Rafael era, por tanto, sensible al gran problema de nuestro tiempo, que es el olvido de Dios que la gente sufre con tanta frecuencia a causa de una visión de la vida centrada simplemente en lo que el ser humano puede conseguir o cree que puede conseguir. La tragedia de la vida moderna, que impide a los hombres “ver a Dios” y los hace esclavos del llamado “progreso”, la expresó un día Rafael con una especie de parábola que dice así:
“Yo me imagino a toda la humanidad en un gran valle..., inmenso y lleno de sol. Todos los hombres están en él; van y vienen, se mueven y gritan... Dios está en lo alto de una montaña desde donde se domina el valle, que es más inmenso que el mar... Los hombres y mujeres que están en él ven la cima del monte donde está Dios, pero a Él no le ven...
De la inmensa muchedumbre, que es toda la humanidad, llega hasta la cumbre del monte donde está Dios un clamor como un trueno... Son las conversaciones de los hombres, su música mezclada a gritos de combate, ayes de dolor y de alegría, retumbar de tambores, pitidos de fábricas, motores eléctricos, gritos de las plazas y de los circos, millones y millones de discusiones, conversaciones, conferencias, cines y teatros; todo ese griterío capaz de enloquecer a quien no fuese Dios, llega hasta la cumbre del monte..., pero allí se para; Dios no lo oye. Todo ese ruido lo desdeña, le ofende y no lo oye... Entonces ¿qué escucha? ¿Por qué Dios no barre de un soplo toda esa muchedumbre de gente, que no hace más que un ruido insoportable?... Parece que a Dios algo le detiene... Algo escucha complacido. ¿Es un murmullo? No... apenas se oye... Entonces, ¿qué es?...
Nos ponemos a mirar detenidamente a los hombres del valle y vemos que algunos no gritan, no discuten, no corren ni pegan martillazos... ¿Qué hacen? Parece que no hacen nada... Están en silencio y de rodillas... Los demás los miran y se extrañan; les estorban algunas veces en su camino, y o se burlan de ellos o los quitan de enmedio... Pero ellos siguen en silencio y siguen de rodillas... Entonces vamos a ellos y les preguntamos, ¿qué hacéis? ¿Por qué no [os] unís a nosotros, en el progreso, en la civilización?... Y entonces ellos nos dicen: Calla, hermano, no metas ruido, que estoy hablando a Dios...”
("Apología del trapense", septiembre de 1934, en: Obras Completas 271).
El “progreso” sin Dios es “ruido” que aturde, no a Dios, sino a los hombres. En cambio, algunos que parece que no hacen nada, por estar de rodillas y en silencio ante Él, son precisamente quienes se hacen clarividentes y tienen la clave del futuro de la Humanidad.
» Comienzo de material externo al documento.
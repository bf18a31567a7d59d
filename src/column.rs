//! Columnar storage: typed vectors, null masks, and accounted builders.
//!
//! A [`Column`] is a typed vector plus a packed [`NullMask`]; nulls are
//! tracked out of band so zero values and missing values stay distinct.
//! Columns are immutable; all mutation happens through a [`ColumnBuilder`],
//! which accounts every byte of growth against the injected
//! [`Allocator`](crate::alloc::Allocator) and returns the bytes when it is
//! dropped or finished.
//!
//! Type dispatch is a single `match` over [`ColumnData`]; the per-type
//! accessor and push families are stamped out with `paste!` rather than
//! written six times by hand.

use crate::alloc::Allocator;
use crate::errors::{EngineError, Result};
use crate::values::{ColumnType, Value};
use std::mem;

/// Packed validity bitmap; a set bit marks the row as null.
#[derive(Clone, Debug, Default, PartialEq, Eq)]
pub struct NullMask {
    bits: Vec<u64>,
    len: usize,
}

impl NullMask {
    /// An empty mask.
    #[must_use]
    pub fn new() -> Self {
        Self::default()
    }

    /// Number of rows tracked.
    #[must_use]
    pub fn len(&self) -> usize {
        self.len
    }

    /// True when no rows are tracked.
    #[must_use]
    pub fn is_empty(&self) -> bool {
        self.len == 0
    }

    /// Append one row's validity.
    pub fn push(&mut self, null: bool) {
        let word = self.len / 64;
        if word == self.bits.len() {
            self.bits.push(0);
        }
        if null {
            self.bits[word] |= 1 << (self.len % 64);
        }
        self.len += 1;
    }

    /// True if the row is null. Out-of-range rows read as non-null.
    #[must_use]
    pub fn is_null(&self, row: usize) -> bool {
        if row >= self.len {
            return false;
        }
        self.bits[row / 64] & (1 << (row % 64)) != 0
    }

    /// Number of null rows.
    #[must_use]
    pub fn null_count(&self) -> usize {
        self.bits.iter().map(|w| w.count_ones() as usize).sum()
    }

    fn reserve_rows(&mut self, additional: usize) {
        let words_needed = (self.len + additional).div_ceil(64);
        if words_needed > self.bits.capacity() {
            self.bits.reserve(words_needed - self.bits.len());
        }
    }
}

/// The typed storage behind a column.
#[derive(Clone, Debug, PartialEq)]
pub enum ColumnData {
    Time(Vec<i64>),
    Int(Vec<i64>),
    UInt(Vec<u64>),
    Float(Vec<f64>),
    Bool(Vec<bool>),
    String(Vec<String>),
}

impl ColumnData {
    /// Empty storage of the given type.
    #[must_use]
    pub fn empty(typ: ColumnType) -> Self {
        match typ {
            ColumnType::Time => ColumnData::Time(Vec::new()),
            ColumnType::Int => ColumnData::Int(Vec::new()),
            ColumnType::UInt => ColumnData::UInt(Vec::new()),
            ColumnType::Float => ColumnData::Float(Vec::new()),
            ColumnType::Bool => ColumnData::Bool(Vec::new()),
            ColumnType::String => ColumnData::String(Vec::new()),
        }
    }

    /// The runtime type tag of this storage.
    #[must_use]
    pub fn column_type(&self) -> ColumnType {
        match self {
            ColumnData::Time(_) => ColumnType::Time,
            ColumnData::Int(_) => ColumnType::Int,
            ColumnData::UInt(_) => ColumnType::UInt,
            ColumnData::Float(_) => ColumnType::Float,
            ColumnData::Bool(_) => ColumnType::Bool,
            ColumnData::String(_) => ColumnType::String,
        }
    }

    /// Number of rows.
    #[must_use]
    pub fn len(&self) -> usize {
        match self {
            ColumnData::Time(v) => v.len(),
            ColumnData::Int(v) => v.len(),
            ColumnData::UInt(v) => v.len(),
            ColumnData::Float(v) => v.len(),
            ColumnData::Bool(v) => v.len(),
            ColumnData::String(v) => v.len(),
        }
    }

    /// True when no rows are stored.
    #[must_use]
    pub fn is_empty(&self) -> bool {
        self.len() == 0
    }

    fn capacity(&self) -> usize {
        match self {
            ColumnData::Time(v) => v.capacity(),
            ColumnData::Int(v) => v.capacity(),
            ColumnData::UInt(v) => v.capacity(),
            ColumnData::Float(v) => v.capacity(),
            ColumnData::Bool(v) => v.capacity(),
            ColumnData::String(v) => v.capacity(),
        }
    }

    fn reserve(&mut self, additional: usize) {
        match self {
            ColumnData::Time(v) => v.reserve(additional),
            ColumnData::Int(v) => v.reserve(additional),
            ColumnData::UInt(v) => v.reserve(additional),
            ColumnData::Float(v) => v.reserve(additional),
            ColumnData::Bool(v) => v.reserve(additional),
            ColumnData::String(v) => v.reserve(additional),
        }
    }

    /// Per-slot size used for budget accounting; string heap bytes are
    /// accounted separately at push time.
    fn slot_size(typ: ColumnType) -> usize {
        match typ {
            ColumnType::Time | ColumnType::Int => mem::size_of::<i64>(),
            ColumnType::UInt => mem::size_of::<u64>(),
            ColumnType::Float => mem::size_of::<f64>(),
            ColumnType::Bool => mem::size_of::<bool>(),
            ColumnType::String => mem::size_of::<String>(),
        }
    }

    /// Read one slot, ignoring the null mask.
    #[must_use]
    pub fn value(&self, row: usize) -> Value {
        match self {
            ColumnData::Time(v) => Value::Time(v[row]),
            ColumnData::Int(v) => Value::Int(v[row]),
            ColumnData::UInt(v) => Value::UInt(v[row]),
            ColumnData::Float(v) => Value::Float(v[row]),
            ColumnData::Bool(v) => Value::Bool(v[row]),
            ColumnData::String(v) => Value::String(v[row].clone()),
        }
    }

    // Pushes a non-null value; the caller has already matched types.
    fn push(&mut self, value: &Value) -> Result<()> {
        match (self, value) {
            (ColumnData::Time(v), Value::Time(t)) => v.push(*t),
            (ColumnData::Int(v), Value::Int(i)) => v.push(*i),
            (ColumnData::UInt(v), Value::UInt(u)) => v.push(*u),
            (ColumnData::Float(v), Value::Float(x)) => v.push(*x),
            (ColumnData::Bool(v), Value::Bool(b)) => v.push(*b),
            (ColumnData::String(v), Value::String(s)) => v.push(s.clone()),
            (data, value) => {
                return Err(EngineError::internal(format!(
                    "pushed {} value into {} column",
                    value
                        .type_of()
                        .map_or_else(|| "null".to_string(), |t| t.to_string()),
                    data.column_type()
                )));
            }
        }
        Ok(())
    }

    // Default filler slot for null rows.
    fn push_default(&mut self) {
        match self {
            ColumnData::Time(v) => v.push(0),
            ColumnData::Int(v) => v.push(0),
            ColumnData::UInt(v) => v.push(0),
            ColumnData::Float(v) => v.push(0.0),
            ColumnData::Bool(v) => v.push(false),
            ColumnData::String(v) => v.push(String::new()),
        }
    }
}

/// An immutable, labeled, typed vector with a null mask.
#[derive(Clone, Debug, PartialEq)]
pub struct Column {
    label: String,
    data: ColumnData,
    nulls: NullMask,
}

impl Column {
    /// Assemble a column from parts.
    ///
    /// # Errors
    ///
    /// `Internal` when the mask length disagrees with the data length.
    pub fn new(label: impl Into<String>, data: ColumnData, nulls: NullMask) -> Result<Self> {
        let label = label.into();
        if nulls.len() != data.len() {
            return Err(EngineError::internal(format!(
                "null mask length {} does not match data length {}",
                nulls.len(),
                data.len()
            ))
            .with_label(label));
        }
        Ok(Self { label, data, nulls })
    }

    /// The column label.
    #[must_use]
    pub fn label(&self) -> &str {
        &self.label
    }

    /// The column's runtime type.
    #[must_use]
    pub fn column_type(&self) -> ColumnType {
        self.data.column_type()
    }

    /// Number of rows.
    #[must_use]
    pub fn len(&self) -> usize {
        self.data.len()
    }

    /// True when the column has no rows.
    #[must_use]
    pub fn is_empty(&self) -> bool {
        self.data.is_empty()
    }

    /// Read one cell, honoring the null mask.
    #[must_use]
    pub fn value(&self, row: usize) -> Value {
        if self.nulls.is_null(row) {
            Value::Null
        } else {
            self.data.value(row)
        }
    }

    /// True if the row is null.
    #[must_use]
    pub fn is_null(&self, row: usize) -> bool {
        self.nulls.is_null(row)
    }

    /// Number of null rows.
    #[must_use]
    pub fn null_count(&self) -> usize {
        self.nulls.null_count()
    }

    /// The raw typed storage.
    #[must_use]
    pub fn data(&self) -> &ColumnData {
        &self.data
    }

    /// The null mask.
    #[must_use]
    pub fn nulls(&self) -> &NullMask {
        &self.nulls
    }
}

/// Mutable, allocator-accounted column under construction.
///
/// Builders account vector capacity (plus string heap bytes) against the
/// injected allocator as they grow, and return everything they accounted when
/// finished or dropped. [`ColumnBuilder::finish`] hands the storage off as an
/// immutable [`Column`], at which point it leaves the engine's budget: output
/// tables are owned by whoever receives them.
#[derive(Debug)]
pub struct ColumnBuilder {
    label: String,
    data: ColumnData,
    nulls: NullMask,
    alloc: Allocator,
    accounted: usize,
}

impl ColumnBuilder {
    /// A new builder for a column of the given type.
    #[must_use]
    pub fn new(label: impl Into<String>, typ: ColumnType, alloc: Allocator) -> Self {
        Self {
            label: label.into(),
            data: ColumnData::empty(typ),
            nulls: NullMask::new(),
            alloc,
            accounted: 0,
        }
    }

    /// The column label.
    #[must_use]
    pub fn label(&self) -> &str {
        &self.label
    }

    /// The column's runtime type.
    #[must_use]
    pub fn column_type(&self) -> ColumnType {
        self.data.column_type()
    }

    /// Number of rows appended so far.
    #[must_use]
    pub fn len(&self) -> usize {
        self.data.len()
    }

    /// True when no rows have been appended.
    #[must_use]
    pub fn is_empty(&self) -> bool {
        self.data.is_empty()
    }

    /// Pre-reserve capacity for `additional` rows, accounting the growth.
    ///
    /// # Errors
    ///
    /// `ResourceExhausted` when the allocator budget would be exceeded.
    pub fn reserve(&mut self, additional: usize) -> Result<()> {
        let needed = self.data.len() + additional;
        if needed <= self.data.capacity() {
            return Ok(());
        }
        let old_bytes = self.capacity_bytes();
        self.data.reserve(needed - self.data.len());
        self.nulls.reserve_rows(additional);
        let new_bytes = self.capacity_bytes();
        self.account_growth(new_bytes.saturating_sub(old_bytes))
    }

    /// Append one value; `Value::Null` appends a null row.
    ///
    /// # Errors
    ///
    /// `Internal` on a type mismatch, `ResourceExhausted` on budget breach.
    pub fn push_value(&mut self, value: &Value) -> Result<()> {
        if value.is_null() {
            return self.push_null();
        }
        self.ensure_one()?;
        if let Value::String(s) = value {
            self.account_growth(s.len())?;
        }
        self.data.push(value).map_err(|e| e.with_label(&self.label))?;
        self.nulls.push(false);
        Ok(())
    }

    /// Append a null row.
    ///
    /// # Errors
    ///
    /// `ResourceExhausted` on budget breach.
    pub fn push_null(&mut self) -> Result<()> {
        self.ensure_one()?;
        self.data.push_default();
        self.nulls.push(true);
        Ok(())
    }

    /// Bulk-append an entire column of the same label-independent type.
    ///
    /// # Errors
    ///
    /// `Internal` on a type mismatch, `ResourceExhausted` on budget breach.
    pub fn append_column(&mut self, column: &Column) -> Result<()> {
        if column.column_type() != self.column_type() {
            return Err(EngineError::internal(format!(
                "appended {} column into {} builder",
                column.column_type(),
                self.column_type()
            ))
            .with_label(&self.label));
        }
        self.reserve(column.len())?;
        for row in 0..column.len() {
            self.push_value(&column.value(row))?;
        }
        Ok(())
    }

    /// Read one appended cell, honoring the null mask.
    #[must_use]
    pub fn value(&self, row: usize) -> Value {
        if self.nulls.is_null(row) {
            Value::Null
        } else {
            self.data.value(row)
        }
    }

    /// True if the appended row is null.
    #[must_use]
    pub fn is_null(&self, row: usize) -> bool {
        self.nulls.is_null(row)
    }

    /// Number of null rows appended.
    #[must_use]
    pub fn null_count(&self) -> usize {
        self.nulls.null_count()
    }

    /// Seal the builder into an immutable [`Column`], releasing its bytes
    /// from the engine budget.
    #[must_use]
    pub fn finish(mut self) -> Column {
        let typ = self.data.column_type();
        self.alloc.shrink(self.accounted);
        self.accounted = 0;
        let data = mem::replace(&mut self.data, ColumnData::empty(typ));
        let nulls = mem::take(&mut self.nulls);
        let label = mem::take(&mut self.label);
        // Lengths agree by construction.
        Column { label, data, nulls }
    }

    // Amortized growth for one more row.
    fn ensure_one(&mut self) -> Result<()> {
        if self.data.len() < self.data.capacity() {
            return Ok(());
        }
        let target = (self.data.capacity() * 2).max(4);
        self.reserve(target - self.data.len())
    }

    fn capacity_bytes(&self) -> usize {
        let slots = self.data.capacity() * ColumnData::slot_size(self.data.column_type());
        let mask = self.data.capacity().div_ceil(64) * mem::size_of::<u64>();
        slots + mask
    }

    fn account_growth(&mut self, bytes: usize) -> Result<()> {
        if bytes == 0 {
            return Ok(());
        }
        self.alloc
            .grow(bytes)
            .map_err(|e| e.with_label(&self.label))?;
        self.accounted += bytes;
        Ok(())
    }
}

impl Drop for ColumnBuilder {
    fn drop(&mut self) {
        self.alloc.shrink(self.accounted);
        self.accounted = 0;
    }
}

macro_rules! typed_column_family {
    ($(($variant:ident, $name:ident, $ty:ty)),* $(,)?) => {
        paste::paste! {
            impl Column {
                $(
                    #[doc = concat!("Borrow the raw `", stringify!($ty), "` slots, or `None` if the column is not of type `", stringify!($name), "`. Null rows hold filler values; consult [`Column::is_null`].")]
                    #[must_use]
                    pub fn [<$name _values>](&self) -> Option<&[$ty]> {
                        match &self.data {
                            ColumnData::$variant(v) => Some(v),
                            _ => None,
                        }
                    }
                )*
            }

            impl ColumnBuilder {
                $(
                    #[doc = concat!("Append one non-null `", stringify!($name), "` row.")]
                    pub fn [<push_ $name>](&mut self, v: $ty) -> Result<()> {
                        self.push_value(&Value::$variant(v))
                    }
                )*
            }
        }
    };
}

typed_column_family!(
    (Time, time, i64),
    (Int, int, i64),
    (UInt, uint, u64),
    (Float, float, f64),
    (Bool, bool, bool),
    (String, string, String),
);
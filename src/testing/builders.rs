//! Fluent construction of group-keyed test tables.
//!
//! [`TestTableBuilder`] assembles a [`Table`] from typed column literals and
//! key entries. Key columns are materialized automatically: every key label
//! not already supplied as a data column becomes a constant column holding
//! the key's value, so built tables always satisfy the invariant that key
//! columns are constant across rows.

use crate::alloc::Allocator;
use crate::column::ColumnBuilder;
use crate::group_key::{GroupKey, KeyColumn};
use crate::table::Table;
use crate::values::{ColumnType, Value};

/// Builder for test tables.
///
/// # Example
///
/// ```
/// use tablestream::testing::TestTableBuilder;
/// use tablestream::Value;
///
/// let table = TestTableBuilder::new()
///     .key("t1", Value::String("cpu".into()))
///     .times("_time", &[1, 2, 3])
///     .floats("_value", &[1.0, 2.0, 3.0])
///     .build();
///
/// assert_eq!(table.len(), 3);
/// assert_eq!(table.columns().len(), 3); // t1 materialized from the key
/// ```
#[derive(Debug, Default)]
pub struct TestTableBuilder {
    key: Vec<KeyColumn>,
    columns: Vec<(String, ColumnType, Vec<Value>)>,
}

impl TestTableBuilder {
    /// Start an empty builder (empty group key, no columns).
    #[must_use]
    pub fn new() -> Self {
        Self::default()
    }

    /// Add a group-key entry; the type is inferred from the value.
    ///
    /// # Panics
    ///
    /// Panics on `Value::Null` — use [`TestTableBuilder::key_null`] so the
    /// type stays known.
    #[must_use]
    pub fn key(mut self, label: &str, value: Value) -> Self {
        let typ = value
            .type_of()
            .expect("use key_null for null key values so the type stays known");
        self.key.push(KeyColumn {
            label: label.to_string(),
            typ,
            value,
        });
        self
    }

    /// Add a null-valued group-key entry of an explicit type.
    #[must_use]
    pub fn key_null(mut self, label: &str, typ: ColumnType) -> Self {
        self.key.push(KeyColumn {
            label: label.to_string(),
            typ,
            value: Value::Null,
        });
        self
    }

    /// Add an arbitrary column from `Value` literals (nulls allowed).
    ///
    /// # Panics
    ///
    /// Panics when a non-null value's type disagrees with `typ`.
    #[must_use]
    pub fn column(mut self, label: &str, typ: ColumnType, values: Vec<Value>) -> Self {
        for v in &values {
            if let Some(t) = v.type_of() {
                assert_eq!(t, typ, "value {v} does not fit a {typ} column {label}");
            }
        }
        self.columns.push((label.to_string(), typ, values));
        self
    }

    /// Add a time column.
    #[must_use]
    pub fn times(self, label: &str, values: &[i64]) -> Self {
        self.column(
            label,
            ColumnType::Time,
            values.iter().map(|&t| Value::Time(t)).collect(),
        )
    }

    /// Add a time column with null holes.
    #[must_use]
    pub fn times_opt(self, label: &str, values: &[Option<i64>]) -> Self {
        self.column(
            label,
            ColumnType::Time,
            values
                .iter()
                .map(|v| v.map_or(Value::Null, Value::Time))
                .collect(),
        )
    }

    /// Add an int column.
    #[must_use]
    pub fn ints(self, label: &str, values: &[i64]) -> Self {
        self.column(
            label,
            ColumnType::Int,
            values.iter().map(|&i| Value::Int(i)).collect(),
        )
    }

    /// Add a uint column.
    #[must_use]
    pub fn uints(self, label: &str, values: &[u64]) -> Self {
        self.column(
            label,
            ColumnType::UInt,
            values.iter().map(|&u| Value::UInt(u)).collect(),
        )
    }

    /// Add a float column.
    #[must_use]
    pub fn floats(self, label: &str, values: &[f64]) -> Self {
        self.column(
            label,
            ColumnType::Float,
            values.iter().map(|&x| Value::Float(x)).collect(),
        )
    }

    /// Add a float column with null holes.
    #[must_use]
    pub fn floats_opt(self, label: &str, values: &[Option<f64>]) -> Self {
        self.column(
            label,
            ColumnType::Float,
            values
                .iter()
                .map(|v| v.map_or(Value::Null, Value::Float))
                .collect(),
        )
    }

    /// Add a bool column.
    #[must_use]
    pub fn bools(self, label: &str, values: &[bool]) -> Self {
        self.column(
            label,
            ColumnType::Bool,
            values.iter().map(|&b| Value::Bool(b)).collect(),
        )
    }

    /// Add a string column.
    #[must_use]
    pub fn strings(self, label: &str, values: &[&str]) -> Self {
        self.column(
            label,
            ColumnType::String,
            values
                .iter()
                .map(|s| Value::String((*s).to_string()))
                .collect(),
        )
    }

    /// Assemble the table.
    ///
    /// # Panics
    ///
    /// Panics when column lengths disagree or the table fails validation.
    #[must_use]
    pub fn build(self) -> Table {
        let alloc = Allocator::unlimited();
        let rows = self.columns.first().map_or(0, |(_, _, v)| v.len());
        for (label, _, values) in &self.columns {
            assert_eq!(
                values.len(),
                rows,
                "column {label} has {} rows, expected {rows}",
                values.len()
            );
        }

        let mut columns = Vec::new();
        // Key columns first, materialized as constants.
        for kc in &self.key {
            if self.columns.iter().any(|(label, _, _)| label == &kc.label) {
                continue;
            }
            let mut b = ColumnBuilder::new(&kc.label, kc.typ, alloc.clone());
            for _ in 0..rows {
                b.push_value(&kc.value).expect("push key value");
            }
            columns.push(b.finish());
        }
        for (label, typ, values) in &self.columns {
            let mut b = ColumnBuilder::new(label, *typ, alloc.clone());
            for v in values {
                b.push_value(v).expect("push column value");
            }
            columns.push(b.finish());
        }

        let key = GroupKey::new(self.key).expect("valid group key");
        Table::new(key, columns).expect("valid table")
    }
}
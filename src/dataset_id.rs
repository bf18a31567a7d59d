//! Dataset identifiers.
//!
//! A join transformation never holds references to its parents. The
//! surrounding framework tags every inbound event with the `DatasetId` of
//! the operation that produced it, and the executor routes the event to a
//! side by comparing that tag against the `left`/`right` ids named in its
//! procedure spec. An id the spec does not name is rejected as `Invalid`.
//!
//! The engine treats ids as fully opaque: it never allocates one, never
//! orders them, and reads no meaning into the numeric value beyond equality.

use serde::{Deserialize, Serialize};
use std::fmt;

/// Tag identifying one operation in the surrounding execution graph.
#[derive(Clone, Copy, PartialEq, Eq, Hash, Debug, Serialize, Deserialize)]
pub struct DatasetId(u64);

impl DatasetId {
    /// Wrap a framework-assigned numeric id.
    #[must_use]
    pub const fn new(v: u64) -> Self {
        Self(v)
    }

    /// The framework-assigned number, for diagnostics and serialization.
    #[must_use]
    pub fn raw(&self) -> u64 {
        self.0
    }
}

impl fmt::Display for DatasetId {
    fn fmt(&self, f: &mut fmt::Formatter<'_>) -> fmt::Result {
        write!(f, "dataset({})", self.0)
    }
}
//! Join procedure specification, as handed down by a planner.
//!
//! A [`JoinSpec`] names the predicate columns, the join method, and the two
//! parent datasets. Validation happens here, at construction, so a bad
//! specification never reaches the executor: an empty `on` list, a duplicate
//! predicate label, an unknown method string, or identical parents all fail
//! `Invalid` immediately.

use crate::dataset_id::DatasetId;
use crate::errors::{EngineError, Result};
use serde::{Deserialize, Serialize};
use std::fmt;

/// Supported join methods.
///
/// Only `inner` exists today; the enum is the seam where outer variants
/// would land.
#[derive(Clone, Copy, Debug, PartialEq, Eq, Serialize, Deserialize)]
pub enum JoinMethod {
    /// Null-rejecting equijoin; unmatched rows on either side are dropped.
    Inner,
}

impl JoinMethod {
    /// Parse a method name from a procedure spec.
    ///
    /// # Errors
    ///
    /// `Invalid` for anything other than `"inner"`.
    pub fn parse(s: &str) -> Result<Self> {
        match s {
            "inner" => Ok(JoinMethod::Inner),
            other => Err(EngineError::invalid(format!(
                "unknown join method \"{other}\""
            ))),
        }
    }

    /// The method's canonical name.
    #[must_use]
    pub fn name(&self) -> &'static str {
        match self {
            JoinMethod::Inner => "inner",
        }
    }
}

impl fmt::Display for JoinMethod {
    fn fmt(&self, f: &mut fmt::Formatter<'_>) -> fmt::Result {
        f.write_str(self.name())
    }
}

/// The validated procedure specification for one join transformation.
#[derive(Clone, Debug, PartialEq, Serialize, Deserialize)]
pub struct JoinSpec {
    /// Predicate column labels, in order. Non-empty and duplicate-free.
    pub on: Vec<String>,
    /// The join method.
    pub method: JoinMethod,
    /// The left parent operation.
    pub left: DatasetId,
    /// The right parent operation.
    pub right: DatasetId,
}

impl JoinSpec {
    /// Validate and construct a spec.
    ///
    /// # Errors
    ///
    /// `Invalid` when `on` is empty or repeats a label, or when the two
    /// parents are the same operation.
    pub fn new<I, S>(on: I, method: JoinMethod, left: DatasetId, right: DatasetId) -> Result<Self>
    where
        I: IntoIterator<Item = S>,
        S: Into<String>,
    {
        let on: Vec<String> = on.into_iter().map(Into::into).collect();
        if on.is_empty() {
            return Err(EngineError::invalid(
                "join requires at least one predicate column",
            ));
        }
        for (i, label) in on.iter().enumerate() {
            if on[..i].contains(label) {
                return Err(
                    EngineError::invalid("predicate column listed twice").with_label(label)
                );
            }
        }
        if left == right {
            return Err(EngineError::invalid(
                "join parents must be distinct operations",
            ));
        }
        Ok(Self {
            on,
            method,
            left,
            right,
        })
    }
}
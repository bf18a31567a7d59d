//! Byte-budgeted memory accounting for column storage.
//!
//! All column memory in the engine flows through an injected [`Allocator`] so
//! a query's working set can be accounted against a budget. The allocator does
//! not allocate anything itself; builders call [`Allocator::grow`] before
//! growing their vectors and [`Allocator::shrink`] when storage is released,
//! and the allocator merely keeps the books. Exceeding the budget surfaces as
//! a `ResourceExhausted` error, which is fatal to the query.
//!
//! The handle is cheaply cloneable; all clones share one ledger.

use crate::errors::{EngineError, Result};
use std::sync::atomic::{AtomicUsize, Ordering};
use std::sync::Arc;

/// Shared memory-accounting handle.
///
/// # Example
///
/// ```
/// use tablestream::alloc::Allocator;
///
/// let alloc = Allocator::with_budget(1024);
/// alloc.grow(512).unwrap();
/// assert_eq!(alloc.allocated(), 512);
/// assert!(alloc.grow(1024).is_err());
/// alloc.shrink(512);
/// assert_eq!(alloc.allocated(), 0);
/// assert_eq!(alloc.max_allocated(), 512);
/// ```
#[derive(Clone, Debug)]
pub struct Allocator {
    inner: Arc<AllocatorInner>,
}

#[derive(Debug)]
struct AllocatorInner {
    /// Budget in bytes; `None` means unlimited.
    limit: Option<usize>,
    used: AtomicUsize,
    peak: AtomicUsize,
}

impl Allocator {
    /// An allocator with no budget.
    #[must_use]
    pub fn unlimited() -> Self {
        Self {
            inner: Arc::new(AllocatorInner {
                limit: None,
                used: AtomicUsize::new(0),
                peak: AtomicUsize::new(0),
            }),
        }
    }

    /// An allocator that rejects growth past `bytes`.
    #[must_use]
    pub fn with_budget(bytes: usize) -> Self {
        Self {
            inner: Arc::new(AllocatorInner {
                limit: Some(bytes),
                used: AtomicUsize::new(0),
                peak: AtomicUsize::new(0),
            }),
        }
    }

    /// Account `bytes` of new column storage.
    ///
    /// # Errors
    ///
    /// `ResourceExhausted` when the growth would exceed the budget; the ledger
    /// is left unchanged in that case.
    pub fn grow(&self, bytes: usize) -> Result<()> {
        let prev = self.inner.used.fetch_add(bytes, Ordering::Relaxed);
        let now = prev + bytes;
        if let Some(limit) = self.inner.limit {
            if now > limit {
                self.inner.used.fetch_sub(bytes, Ordering::Relaxed);
                return Err(EngineError::resource_exhausted(format!(
                    "allocation of {bytes} bytes exceeds budget ({prev} of {limit} bytes in use)"
                )));
            }
        }
        self.inner.peak.fetch_max(now, Ordering::Relaxed);
        Ok(())
    }

    /// Return `bytes` of column storage to the budget.
    pub fn shrink(&self, bytes: usize) {
        self.inner.used.fetch_sub(bytes, Ordering::Relaxed);
    }

    /// Bytes currently accounted.
    #[must_use]
    pub fn allocated(&self) -> usize {
        self.inner.used.load(Ordering::Relaxed)
    }

    /// High-water mark of accounted bytes.
    #[must_use]
    pub fn max_allocated(&self) -> usize {
        self.inner.peak.load(Ordering::Relaxed)
    }
}

impl Default for Allocator {
    fn default() -> Self {
        Self::unlimited()
    }
}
Por aquellos mismos días, Rafael hacía en Oviedo una experiencia que él cuenta así:
“Cuando salí de la iglesia, era de noche. No quise dirigir mis pasos al centro de la ciudad, y me encaminé a los barrios extremos... En ellos se ve lo de siempre: pobreza material y moral... Las casas, sucias y negras, dejaban ver de vez en cuando el interior mal alumbrado de las habitaciones, olor a polvo y humedad; mujeres desgreñadas chillando a los chiquillos que juegan en el arroyo... Las calles mal alumbradas y sucias; los comercios se reducen a casas donde se vende nada más que lo indispensable..., pan y alpargatas. De vez en cuando, una taberna de la que se desprende un olor a tabaco, a vino y a comida barata. Todo esto debajo de un cielo encapotado y sin estrellas...
Esto es el pueblo, el pueblo pobre, donde el hambre es una cosa corriente, y a donde los habitantes del centro de la ciudad, no quieren venir, porque la miseria les molesta. Allí hay comercios de lujo, las casas tienen un portero y ascensor; hay anuncios luminosos en los teatros, y los coches brillantes y limpios se pueden deslizar por el asfalto sin llenarse de barro y sin tropezar con chiquillos que juegan en el arroyo.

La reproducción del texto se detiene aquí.